The Stage 3 fire and access restrictions to the San Juan National Forest have been rolled back to a Stage 2 condition which means access to the forest is once more open to the public. However, fire conditions still remain high and we are currently in the middle of a strong heat wave. Consult current regulations with the San Juan NF before planning any trips. Fines for violations are significant.
From the Molas Trailhead parking, head south on a connector trail that joins the Colorado Trail about a half mile south of Molas Lake. Follow the Colorado Trail #665 east through mostly open, flowering meadows with enticing views of the Grenadier Range and Snowdon Peaks to the south. The trail maintains elevation as Molas Creek begins to drop away, enters a section of forest and then breaks out of the forest to begin a long descent to the Animas River. Each time we have hiked this section of trail, we have attempted to count the number of switchbacks and each time we have come up with a different number. Suffice it to say there are a minimum of 30. On your way down, enjoy spectacular views of Mount Garfield, Graystone and Electric peaks. From the trailhead to the crossing of the Animas, it's approximately 3 miles.
Eventually the trail deposits you at an easy crossing of Molas Creek (where you can cool your feet from the arduous descent) and then shortly after comes to a well built footbridge across the Animas. Total elevation loss is around 1,700 feet. Once across the Animas, follow along the tracks south and watch for the Elk Creek trail just a short distance away heading up the slope on your left above the tracks. The trail switchbacks up and then begins a contouring path above the tracks over to a low ridge and then Elk Creek. Just before it swings into the Elk drainage, there's a trail that drops back down on the right to some campsites. Once in the Elk Creek drainage, the trail stays on the north side of the creek all the way to the well-known beaver ponds. It's a 3.5 mile hike to there. The trail is well-used and easy to follow and receives regular maintenance. We recall maybe one or two other places where the trail gets close to the creek that would offer a campsite. There are perhaps a couple of spots where the trail crosses a sloping embankment and degrades some. A little over a mile before the beaver ponds, the trail begins to climb above the creek, goes up a side drainage briefly and then gains a flatter bench high above the creek. Once you each that bench, you're less than a half mile from the ponds and the elevation gain is over.

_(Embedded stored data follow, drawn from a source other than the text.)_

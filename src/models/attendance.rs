//! Attendance record model and the per-period attendance summary.
//!
//! An [`AttendanceRecord`] is created at check-in and carries both the raw
//! timestamps and every derived metric. Derived fields are only ever written
//! by a full recomputation (see `calculation::recompute_attendance`).

use chrono::{DateTime, NaiveDate, NaiveDateTime, Utc};
use serde::{Deserialize, Serialize};
use uuid::Uuid;

use super::{BreakType, DayType};

/// Outcome of a day's attendance.
#[derive(Debug, Clone, Copy, PartialEq, Eq, Default, Serialize, Deserialize)]
#[serde(rename_all = "SCREAMING_SNAKE_CASE")]
pub enum AttendanceStatus {
    /// Checked in, not yet checked out.
    #[default]
    Incomplete,
    /// Present for the full schedule.
    Present,
    /// Arrived after the grace threshold.
    Late,
    /// Left before the grace threshold.
    EarlyLeave,
    /// Both late and early leave.
    LateAndEarlyLeave,
    /// Did not attend.
    Absent,
}

/// Device and location metadata captured at check-in or check-out.
#[derive(Debug, Clone, PartialEq, Default, Serialize, Deserialize)]
pub struct DeviceMeta {
    /// Device identifier reported by the client.
    #[serde(default)]
    pub device_id: Option<String>,
    /// Source IP address.
    #[serde(default)]
    pub ip_address: Option<String>,
    /// Reported latitude in degrees.
    #[serde(default)]
    pub latitude: Option<f64>,
    /// Reported longitude in degrees.
    #[serde(default)]
    pub longitude: Option<f64>,
}

/// Who changed a record, when, and why.
#[derive(Debug, Clone, PartialEq, Eq, Serialize, Deserialize)]
pub struct AdjustmentAudit {
    /// The user who made the adjustment.
    pub adjusted_by: String,
    /// When the adjustment was made.
    pub adjusted_at: DateTime<Utc>,
    /// Free-text reason.
    pub reason: String,
}

/// One attendance record per (employee, work date).
#[derive(Debug, Clone, PartialEq, Serialize, Deserialize)]
pub struct AttendanceRecord {
    /// Unique identifier of the record.
    pub id: Uuid,
    /// The employee the record belongs to.
    pub employee_id: String,
    /// The employee's company.
    pub company_id: String,
    /// The calendar date the record tracks.
    pub work_date: NaiveDate,
    /// Check-in timestamp as reported.
    pub original_check_in: Option<NaiveDateTime>,
    /// Check-out timestamp as reported.
    pub original_check_out: Option<NaiveDateTime>,
    /// Check-in after rounding.
    pub check_in: Option<NaiveDateTime>,
    /// Check-out after rounding.
    pub check_out: Option<NaiveDateTime>,
    /// Device used at check-in.
    pub check_in_device: Option<DeviceMeta>,
    /// Device used at check-out.
    pub check_out_device: Option<DeviceMeta>,
    /// Minutes late against the scheduled start.
    pub late_minutes: u32,
    /// Minutes left early against the scheduled end.
    pub early_leave_minutes: u32,
    /// Net working minutes.
    pub working_minutes: u32,
    /// Minutes beyond the standard minutes for the date.
    pub overtime_minutes: u32,
    /// Overtime outside the night window.
    pub regular_overtime_minutes: u32,
    /// Overtime inside the night window.
    pub night_overtime_minutes: u32,
    /// Sum of actual break minutes.
    pub total_break_minutes: u32,
    /// Sum of effective (capped) break minutes.
    pub effective_break_minutes: u32,
    /// Minimum break the record had to meet.
    pub required_break_minutes: u32,
    /// Break type in force when the metrics were computed.
    pub break_type: BreakType,
    /// Whether effective break minutes met the required minimum.
    pub break_compliant: bool,
    /// Whether the rounded check-in fell inside the night window.
    pub is_night_shift: bool,
    /// Calendar classification of the work date.
    pub day_type: DayType,
    /// Derived attendance status.
    pub status: AttendanceStatus,
    /// Manual adjustments applied to this record, oldest first.
    #[serde(default)]
    pub adjustments: Vec<AdjustmentAudit>,
    /// Creation time.
    pub created_at: DateTime<Utc>,
    /// Last modification time.
    pub updated_at: DateTime<Utc>,
}

impl AttendanceRecord {
    /// Creates a fresh record for a check-in with zeroed metrics.
    pub fn checked_in(
        employee_id: impl Into<String>,
        company_id: impl Into<String>,
        original: NaiveDateTime,
        rounded: NaiveDateTime,
        device: Option<DeviceMeta>,
    ) -> Self {
        let now = Utc::now();
        Self {
            id: Uuid::new_v4(),
            employee_id: employee_id.into(),
            company_id: company_id.into(),
            work_date: original.date(),
            original_check_in: Some(original),
            original_check_out: None,
            check_in: Some(rounded),
            check_out: None,
            check_in_device: device,
            check_out_device: None,
            late_minutes: 0,
            early_leave_minutes: 0,
            working_minutes: 0,
            overtime_minutes: 0,
            regular_overtime_minutes: 0,
            night_overtime_minutes: 0,
            total_break_minutes: 0,
            effective_break_minutes: 0,
            required_break_minutes: 0,
            break_type: BreakType::default(),
            break_compliant: true,
            is_night_shift: false,
            day_type: DayType::Regular,
            status: AttendanceStatus::Incomplete,
            adjustments: Vec::new(),
            created_at: now,
            updated_at: now,
        }
    }

    /// Creates an absence record for a date with no attendance.
    pub fn absent(
        employee_id: impl Into<String>,
        company_id: impl Into<String>,
        work_date: NaiveDate,
    ) -> Self {
        let now = Utc::now();
        Self {
            id: Uuid::new_v4(),
            employee_id: employee_id.into(),
            company_id: company_id.into(),
            work_date,
            original_check_in: None,
            original_check_out: None,
            check_in: None,
            check_out: None,
            check_in_device: None,
            check_out_device: None,
            late_minutes: 0,
            early_leave_minutes: 0,
            working_minutes: 0,
            overtime_minutes: 0,
            regular_overtime_minutes: 0,
            night_overtime_minutes: 0,
            total_break_minutes: 0,
            effective_break_minutes: 0,
            required_break_minutes: 0,
            break_type: BreakType::default(),
            break_compliant: true,
            is_night_shift: false,
            day_type: DayType::Regular,
            status: AttendanceStatus::Absent,
            adjustments: Vec::new(),
            created_at: now,
            updated_at: now,
        }
    }

    /// Returns true once the employee has checked out.
    pub fn is_checked_out(&self) -> bool {
        self.check_out.is_some()
    }

    /// Returns true if the record counts as a worked day for payroll.
    pub fn is_worked_day(&self) -> bool {
        self.status != AttendanceStatus::Absent
            && self.check_in.is_some()
            && self.check_out.is_some()
    }
}

/// Overtime minutes bucketed by rate tier.
#[derive(Debug, Clone, Copy, PartialEq, Eq, Default, Serialize, Deserialize)]
pub struct OvertimeMinutes {
    /// Overtime on regular days outside the night window.
    pub regular: u32,
    /// Overtime on regular days inside the night window.
    pub night: u32,
    /// Overtime on holidays.
    pub holiday: u32,
    /// Overtime on weekend days.
    pub weekend: u32,
}

impl OvertimeMinutes {
    /// Returns the total across all tiers.
    pub fn total(&self) -> u32 {
        self.regular + self.night + self.holiday + self.weekend
    }
}

/// Attendance aggregated over a payroll period for one employee.
#[derive(Debug, Clone, Copy, PartialEq, Eq, Default, Serialize, Deserialize)]
pub struct AttendanceSummary {
    /// Days with a completed check-in/check-out.
    pub working_days: u32,
    /// Completed shifts (equal to working days: one record per date).
    pub shifts_worked: u32,
    /// Days recorded as absent.
    pub absent_days: u32,
    /// Net working minutes.
    pub working_minutes: u32,
    /// Overtime minutes by tier.
    pub overtime: OvertimeMinutes,
    /// Actual break minutes.
    pub total_break_minutes: u32,
    /// Effective break minutes.
    pub effective_break_minutes: u32,
    /// Late minutes.
    pub late_minutes: u32,
    /// Early-leave minutes.
    pub early_leave_minutes: u32,
}
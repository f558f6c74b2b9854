//! Per-employee payroll calculation.
//!
//! Turns a resolved salary configuration, an attendance summary, and the
//! employee's active allowance/deduction assignments into a full salary
//! breakdown with an audit trail.

use chrono::NaiveDate;
use rust_decimal::Decimal;
use serde::{Deserialize, Serialize};

use crate::config::{OvertimeConfig, PayrollConfig, PolicySet};
use crate::error::{EngineError, EngineResult};
use crate::models::{
    AllowanceAssignment, AllowanceLine, AttendanceSummary, AuditStep, AuditTrail, BreakType,
    DeductionAmount, DeductionAssignment, DeductionLine, EmployeeSalaryConfig, OvertimeMinutes,
    OvertimePay, SalaryType,
};

use super::rounding::round_amount;

const MINUTES_PER_HOUR: u32 = 60;

/// Everything needed to calculate one employee's pay for a period.
#[derive(Debug, Clone, Copy)]
pub struct PayrollInput<'a> {
    /// The salary version in force at the period end.
    pub salary: &'a EmployeeSalaryConfig,
    /// Attendance for the period.
    pub summary: &'a AttendanceSummary,
    /// Allowance assignments active during the period.
    pub allowances: &'a [AllowanceAssignment],
    /// Deduction assignments active during the period.
    pub deductions: &'a [DeductionAssignment],
    /// Policies captured at the start of the run.
    pub policies: &'a PolicySet,
}

/// The computed figures for one employee.
#[derive(Debug, Clone, PartialEq, Serialize, Deserialize)]
pub struct PayrollBreakdown {
    /// Salary basis used.
    pub salary_type: SalaryType,
    /// Rate from the salary configuration.
    pub salary_rate: Decimal,
    /// Derived hourly rate (unrounded).
    pub hourly_rate: Decimal,
    /// Base salary.
    pub base_salary: Decimal,
    /// Overtime pay by tier.
    pub overtime_pay: OvertimePay,
    /// Sum of overtime tiers.
    pub total_overtime_pay: Decimal,
    /// Value of unpaid break time (reporting only).
    pub break_deduction: Decimal,
    /// Allowance lines.
    pub allowances: Vec<AllowanceLine>,
    /// Sum of allowances.
    pub total_allowances: Decimal,
    /// Deduction lines.
    pub deductions: Vec<DeductionLine>,
    /// Sum of deductions.
    pub total_deductions: Decimal,
    /// Base + overtime + allowances − deductions.
    pub gross_salary: Decimal,
    /// Equal to gross; no statutory deductions are applied.
    pub net_salary: Decimal,
    /// Ordered calculation steps.
    pub audit_steps: Vec<AuditStep>,
}

/// Picks the salary version in force on `as_of`.
///
/// Returns `None` when no version or more than one version covers the date;
/// callers skip the employee in both cases.
pub fn resolve_effective_salary(
    versions: &[EmployeeSalaryConfig],
    as_of: NaiveDate,
) -> Option<&EmployeeSalaryConfig> {
    let mut covering = versions.iter().filter(|v| v.covers(as_of));
    let first = covering.next()?;
    if covering.next().is_some() {
        return None;
    }
    Some(first)
}

fn hours_decimal(minutes: u32) -> Decimal {
    Decimal::from(minutes) / Decimal::from(MINUTES_PER_HOUR)
}

fn checked_div(numerator: Decimal, denominator: Decimal, what: &str) -> EngineResult<Decimal> {
    numerator
        .checked_div(denominator)
        .ok_or_else(|| EngineError::CalculationError {
            message: format!("cannot derive {what}: division by {denominator}"),
        })
}

/// Derives the hourly rate used for overtime and break valuation.
///
/// | Salary type | Hourly rate |
/// |-------------|-------------|
/// | HOURLY      | rate |
/// | DAILY       | rate / standard hours per day |
/// | MONTHLY     | rate / (standard days per month × standard hours per day) |
/// | SHIFT_BASED | rate / standard hours per day |
///
/// The result is not rounded.
pub fn derive_hourly_rate(
    salary_type: SalaryType,
    rate: Decimal,
    config: &PayrollConfig,
) -> EngineResult<Decimal> {
    let hours_per_day = config.standard_hours_per_day;
    match salary_type {
        SalaryType::Hourly => Ok(rate),
        SalaryType::Daily | SalaryType::ShiftBased => {
            checked_div(rate, hours_per_day, "hourly rate")
        }
        SalaryType::Monthly => checked_div(
            rate,
            Decimal::from(config.standard_working_days_per_month) * hours_per_day,
            "hourly rate",
        ),
    }
}

/// Computes the base salary, rounded to the configured unit.
///
/// # Example
///
/// ```
/// use attendance_payroll_engine::calculation::calculate_base_salary;
/// use attendance_payroll_engine::config::PayrollConfig;
/// use attendance_payroll_engine::models::{AttendanceSummary, SalaryType};
/// use rust_decimal::Decimal;
///
/// let summary = AttendanceSummary { working_days: 20, ..AttendanceSummary::default() };
/// let base = calculate_base_salary(
///     SalaryType::Monthly,
///     Decimal::from(3_000_000),
///     &summary,
///     &PayrollConfig::default(),
/// )
/// .unwrap();
/// assert_eq!(base, Decimal::from(2_727_272));
/// ```
pub fn calculate_base_salary(
    salary_type: SalaryType,
    rate: Decimal,
    summary: &AttendanceSummary,
    config: &PayrollConfig,
) -> EngineResult<Decimal> {
    let raw = match salary_type {
        SalaryType::Monthly => checked_div(
            rate * Decimal::from(summary.working_days),
            Decimal::from(config.standard_working_days_per_month),
            "monthly base salary",
        )?,
        SalaryType::Daily => rate * Decimal::from(summary.working_days),
        SalaryType::Hourly => rate * Decimal::from(summary.working_minutes / MINUTES_PER_HOUR),
        SalaryType::ShiftBased => rate * Decimal::from(summary.shifts_worked),
    };
    Ok(round_amount(raw, config.rounding_unit, config.rounding_mode))
}

/// Computes overtime pay per tier, each tier rounded independently.
///
/// All tiers are zero when overtime is disabled.
pub fn calculate_overtime_pay(
    hourly_rate: Decimal,
    minutes: &OvertimeMinutes,
    overtime: &OvertimeConfig,
    payroll: &PayrollConfig,
) -> OvertimePay {
    if !overtime.enabled {
        return OvertimePay::default();
    }
    let tier = |multiplier: Decimal, tier_minutes: u32| {
        round_amount(
            hourly_rate * multiplier * hours_decimal(tier_minutes),
            payroll.rounding_unit,
            payroll.rounding_mode,
        )
    };
    OvertimePay {
        regular: tier(overtime.regular_multiplier, minutes.regular),
        night: tier(overtime.night_multiplier, minutes.night),
        holiday: tier(overtime.holiday_multiplier, minutes.holiday),
        weekend: tier(overtime.weekend_multiplier, minutes.weekend),
    }
}

/// Calculates one employee's pay.
///
/// Returns `CalculationError` only when the payroll policy would require a
/// division by zero.
pub fn calculate_employee_payroll(input: PayrollInput<'_>) -> EngineResult<PayrollBreakdown> {
    let PayrollInput {
        salary,
        summary,
        allowances,
        deductions,
        policies,
    } = input;
    let payroll = &policies.payroll;
    let mut trail = AuditTrail::new();

    // Base salary
    let base_salary = calculate_base_salary(salary.salary_type, salary.rate, summary, payroll)?;
    trail.record(
        "base_salary",
        "Base Salary",
        "payroll.standard_working_days_per_month",
        serde_json::json!({
            "salary_type": salary.salary_type.to_string(),
            "rate": salary.rate.normalize().to_string(),
            "working_days": summary.working_days,
            "working_minutes": summary.working_minutes,
            "shifts_worked": summary.shifts_worked,
        }),
        serde_json::json!({ "base_salary": base_salary.normalize().to_string() }),
        base_salary_reasoning(salary, summary, payroll, base_salary),
    );

    // Hourly rate
    let hourly_rate = derive_hourly_rate(salary.salary_type, salary.rate, payroll)?;
    trail.record(
        "hourly_rate",
        "Hourly Rate",
        "payroll.standard_hours_per_day",
        serde_json::json!({
            "salary_type": salary.salary_type.to_string(),
            "rate": salary.rate.normalize().to_string(),
            "standard_hours_per_day": payroll.standard_hours_per_day.normalize().to_string(),
        }),
        serde_json::json!({ "hourly_rate": hourly_rate.normalize().to_string() }),
        format!("Hourly rate for {} salary: {}", salary.salary_type, hourly_rate.round_dp(4)),
    );

    // Overtime
    let overtime_pay = calculate_overtime_pay(hourly_rate, &summary.overtime, &policies.overtime, payroll);
    let total_overtime_pay = overtime_pay.total();
    trail.record(
        "overtime_pay",
        "Overtime Pay",
        "overtime",
        serde_json::json!({
            "enabled": policies.overtime.enabled,
            "regular_minutes": summary.overtime.regular,
            "night_minutes": summary.overtime.night,
            "holiday_minutes": summary.overtime.holiday,
            "weekend_minutes": summary.overtime.weekend,
        }),
        serde_json::json!({
            "regular": overtime_pay.regular.normalize().to_string(),
            "night": overtime_pay.night.normalize().to_string(),
            "holiday": overtime_pay.holiday.normalize().to_string(),
            "weekend": overtime_pay.weekend.normalize().to_string(),
            "total": total_overtime_pay.normalize().to_string(),
        }),
        if policies.overtime.enabled {
            format!(
                "{} overtime minutes paid at tier multipliers, total {}",
                summary.overtime.total(),
                total_overtime_pay.normalize()
            )
        } else {
            "Overtime disabled by policy".to_string()
        },
    );

    // Break valuation, reporting only
    let break_deduction = match policies.breaks.break_type {
        BreakType::Unpaid => round_amount(
            hourly_rate * hours_decimal(summary.total_break_minutes),
            payroll.rounding_unit,
            payroll.rounding_mode,
        ),
        BreakType::Paid => Decimal::ZERO,
    };

    // Allowances
    let allowance_lines = if policies.allowance.enabled {
        allowances
            .iter()
            .filter_map(|a| {
                let configured = policies.allowance.find_type(&a.code);
                let amount = a.amount.or(configured.and_then(|t| t.default_amount))?;
                Some(AllowanceLine {
                    code: a.code.clone(),
                    name: configured.map_or_else(|| a.code.clone(), |t| t.name.clone()),
                    amount,
                    taxable: a.taxable || configured.is_some_and(|t| t.taxable),
                })
            })
            .collect()
    } else {
        Vec::new()
    };
    let total_allowances: Decimal = allowance_lines.iter().map(|l| l.amount).sum();
    trail.record(
        "allowances",
        "Allowances",
        "allowance",
        serde_json::json!({
            "enabled": policies.allowance.enabled,
            "assignments": allowances.len(),
        }),
        serde_json::json!({ "total_allowances": total_allowances.normalize().to_string() }),
        format!(
            "{} allowance(s) totalling {}",
            allowance_lines.len(),
            total_allowances.normalize()
        ),
    );

    // Deductions
    let deduction_lines = if policies.deduction.enabled {
        deductions
            .iter()
            .filter_map(|d| {
                let configured = policies.deduction.find_type(&d.code);
                let amount = d.amount.or(configured.and_then(|t| t.default_amount))?;
                let (percentage, value) = match amount {
                    DeductionAmount::Fixed(value) => (None, value),
                    DeductionAmount::Percentage(pct) => (
                        Some(pct),
                        round_amount(
                            pct * base_salary / Decimal::ONE_HUNDRED,
                            payroll.rounding_unit,
                            payroll.rounding_mode,
                        ),
                    ),
                };
                Some(DeductionLine {
                    code: d.code.clone(),
                    name: configured.map_or_else(|| d.code.clone(), |t| t.name.clone()),
                    percentage,
                    amount: value,
                    taxable: d.taxable || configured.is_some_and(|t| t.taxable),
                })
            })
            .collect()
    } else {
        Vec::new()
    };
    let total_deductions: Decimal = deduction_lines.iter().map(|l| l.amount).sum();
    trail.record(
        "deductions",
        "Deductions",
        "deduction",
        serde_json::json!({
            "enabled": policies.deduction.enabled,
            "assignments": deductions.len(),
            "base_salary": base_salary.normalize().to_string(),
        }),
        serde_json::json!({ "total_deductions": total_deductions.normalize().to_string() }),
        format!(
            "{} deduction(s) totalling {}",
            deduction_lines.len(),
            total_deductions.normalize()
        ),
    );

    // Gross and net; net carries no further deduction stage.
    let gross_salary = base_salary + total_overtime_pay + total_allowances - total_deductions;
    trail.record(
        "gross_salary",
        "Gross Salary",
        "payroll",
        serde_json::json!({
            "base_salary": base_salary.normalize().to_string(),
            "total_overtime_pay": total_overtime_pay.normalize().to_string(),
            "total_allowances": total_allowances.normalize().to_string(),
            "total_deductions": total_deductions.normalize().to_string(),
        }),
        serde_json::json!({
            "gross_salary": gross_salary.normalize().to_string(),
            "net_salary": gross_salary.normalize().to_string(),
        }),
        format!(
            "{} + {} + {} - {} = {}",
            base_salary.normalize(),
            total_overtime_pay.normalize(),
            total_allowances.normalize(),
            total_deductions.normalize(),
            gross_salary.normalize()
        ),
    );

    Ok(PayrollBreakdown {
        salary_type: salary.salary_type,
        salary_rate: salary.rate,
        hourly_rate,
        base_salary,
        overtime_pay,
        total_overtime_pay,
        break_deduction,
        allowances: allowance_lines,
        total_allowances,
        deductions: deduction_lines,
        total_deductions,
        gross_salary,
        net_salary: gross_salary,
        audit_steps: trail.into_steps(),
    })
}

fn base_salary_reasoning(
    salary: &EmployeeSalaryConfig,
    summary: &AttendanceSummary,
    payroll: &PayrollConfig,
    base_salary: Decimal,
) -> String {
    let rate = salary.rate.normalize();
    match salary.salary_type {
        SalaryType::Monthly => format!(
            "{} × {} / {} = {}",
            rate, summary.working_days, payroll.standard_working_days_per_month, base_salary
        ),
        SalaryType::Daily => format!("{} × {} days = {}", rate, summary.working_days, base_salary),
        SalaryType::Hourly => format!(
            "{} × {} hours = {}",
            rate,
            summary.working_minutes / MINUTES_PER_HOUR,
            base_salary
        ),
        SalaryType::ShiftBased => {
            format!("{} × {} shifts = {}", rate, summary.shifts_worked, base_salary)
        }
    }
}
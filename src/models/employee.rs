//! Employee model and salary configuration.
//!
//! This module defines the [`Employee`] identity the engine consumes and the
//! effective-dated [`EmployeeSalaryConfig`] that determines the base salary formula.

use chrono::NaiveDate;
use rust_decimal::Decimal;
use serde::{Deserialize, Serialize};

/// Determines the base salary formula.
#[derive(Debug, Clone, Copy, PartialEq, Eq, Hash, Serialize, Deserialize)]
#[serde(rename_all = "SCREAMING_SNAKE_CASE")]
pub enum SalaryType {
    /// A monthly salary prorated by working days.
    Monthly,
    /// A rate per working day.
    Daily,
    /// A rate per whole working hour.
    Hourly,
    /// A rate per shift worked.
    ShiftBased,
}

impl std::fmt::Display for SalaryType {
    fn fmt(&self, f: &mut std::fmt::Formatter<'_>) -> std::fmt::Result {
        match self {
            SalaryType::Monthly => write!(f, "MONTHLY"),
            SalaryType::Daily => write!(f, "DAILY"),
            SalaryType::Hourly => write!(f, "HOURLY"),
            SalaryType::ShiftBased => write!(f, "SHIFT_BASED"),
        }
    }
}

/// Represents an employee known to the engine.
#[derive(Debug, Clone, PartialEq, Eq, Serialize, Deserialize)]
pub struct Employee {
    /// Unique identifier for the employee.
    pub id: String,
    /// The company that employs them; selects the policy set.
    pub company_id: String,
    /// Display name.
    pub name: String,
    /// Inactive employees are excluded from payroll runs.
    #[serde(default = "default_active")]
    pub active: bool,
}

fn default_active() -> bool {
    true
}

/// One version of an employee's salary configuration.
///
/// The `rate` is interpreted according to `salary_type`: a monthly salary,
/// a daily rate, an hourly rate, or a rate per shift.
///
/// # Example
///
/// ```
/// use attendance_payroll_engine::models::{EmployeeSalaryConfig, SalaryType};
/// use chrono::NaiveDate;
/// use rust_decimal::Decimal;
///
/// let config = EmployeeSalaryConfig {
///     employee_id: "emp_001".to_string(),
///     salary_type: SalaryType::Monthly,
///     rate: Decimal::from(3_000_000),
///     effective_from: NaiveDate::from_ymd_opt(2025, 1, 1).unwrap(),
///     effective_to: None,
/// };
/// assert!(config.covers(NaiveDate::from_ymd_opt(2026, 1, 31).unwrap()));
/// ```
#[derive(Debug, Clone, PartialEq, Eq, Serialize, Deserialize)]
pub struct EmployeeSalaryConfig {
    /// The employee this version applies to.
    pub employee_id: String,
    /// The salary basis.
    pub salary_type: SalaryType,
    /// The rate for the salary basis.
    pub rate: Decimal,
    /// First date this version applies (inclusive).
    pub effective_from: NaiveDate,
    /// Last date this version applies (inclusive); open-ended when absent.
    #[serde(default)]
    pub effective_to: Option<NaiveDate>,
}

impl EmployeeSalaryConfig {
    /// Returns true if the effective range contains `date`.
    pub fn covers(&self, date: NaiveDate) -> bool {
        date >= self.effective_from && self.effective_to.is_none_or(|to| date <= to)
    }
}

#[cfg(test)]
mod tests {
    use super::*;

    fn date(y: i32, m: u32, d: u32) -> NaiveDate {
        NaiveDate::from_ymd_opt(y, m, d).unwrap()
    }

    fn salary(from: NaiveDate, to: Option<NaiveDate>) -> EmployeeSalaryConfig {
        EmployeeSalaryConfig {
            employee_id: "emp_001".to_string(),
            salary_type: SalaryType::Daily,
            rate: Decimal::from(150_000),
            effective_from: from,
            effective_to: to,
        }
    }

    #[test]
    fn test_covers_is_inclusive() {
        let config = salary(date(2026, 1, 1), Some(date(2026, 1, 31)));
        assert!(config.covers(date(2026, 1, 1)));
        assert!(config.covers(date(2026, 1, 31)));
        assert!(!config.covers(date(2026, 2, 1)));
        assert!(!config.covers(date(2025, 12, 31)));
    }

    #[test]
    fn test_open_ended_covers_future() {
        let config = salary(date(2026, 1, 1), None);
        assert!(config.covers(date(2030, 6, 30)));
    }

    #[test]
    fn test_deserialize_employee_defaults_active() {
        let json = r#"{"id": "emp_001", "company_id": "acme", "name": "Kim"}"#;
        let employee: Employee = serde_json::from_str(json).unwrap();
        assert!(employee.active);
    }

    #[test]
    fn test_salary_type_serialization() {
        let json = serde_json::to_string(&SalaryType::ShiftBased).unwrap();
        assert_eq!(json, "\"SHIFT_BASED\"");
        assert_eq!(SalaryType::ShiftBased.to_string(), "SHIFT_BASED");
    }
}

Continue on to the beaver ponds which will be on the right (south side of the trail). There are camp spots right along the trail here, but there are better spots if you cross the ponds on a trail that passes right along the eastern edge of the main pond at the foot of a boulder field. The trail wanders through a few willows, then breaks out into a clearing with several flat campsites on the edge of the trees. This same trail is what you will follow to get to the Elk Creek crossing and then begin a hike up to Vestal Creek and Vestal Basin. On our last visit here in 2011, we saw a cow moose and her calf.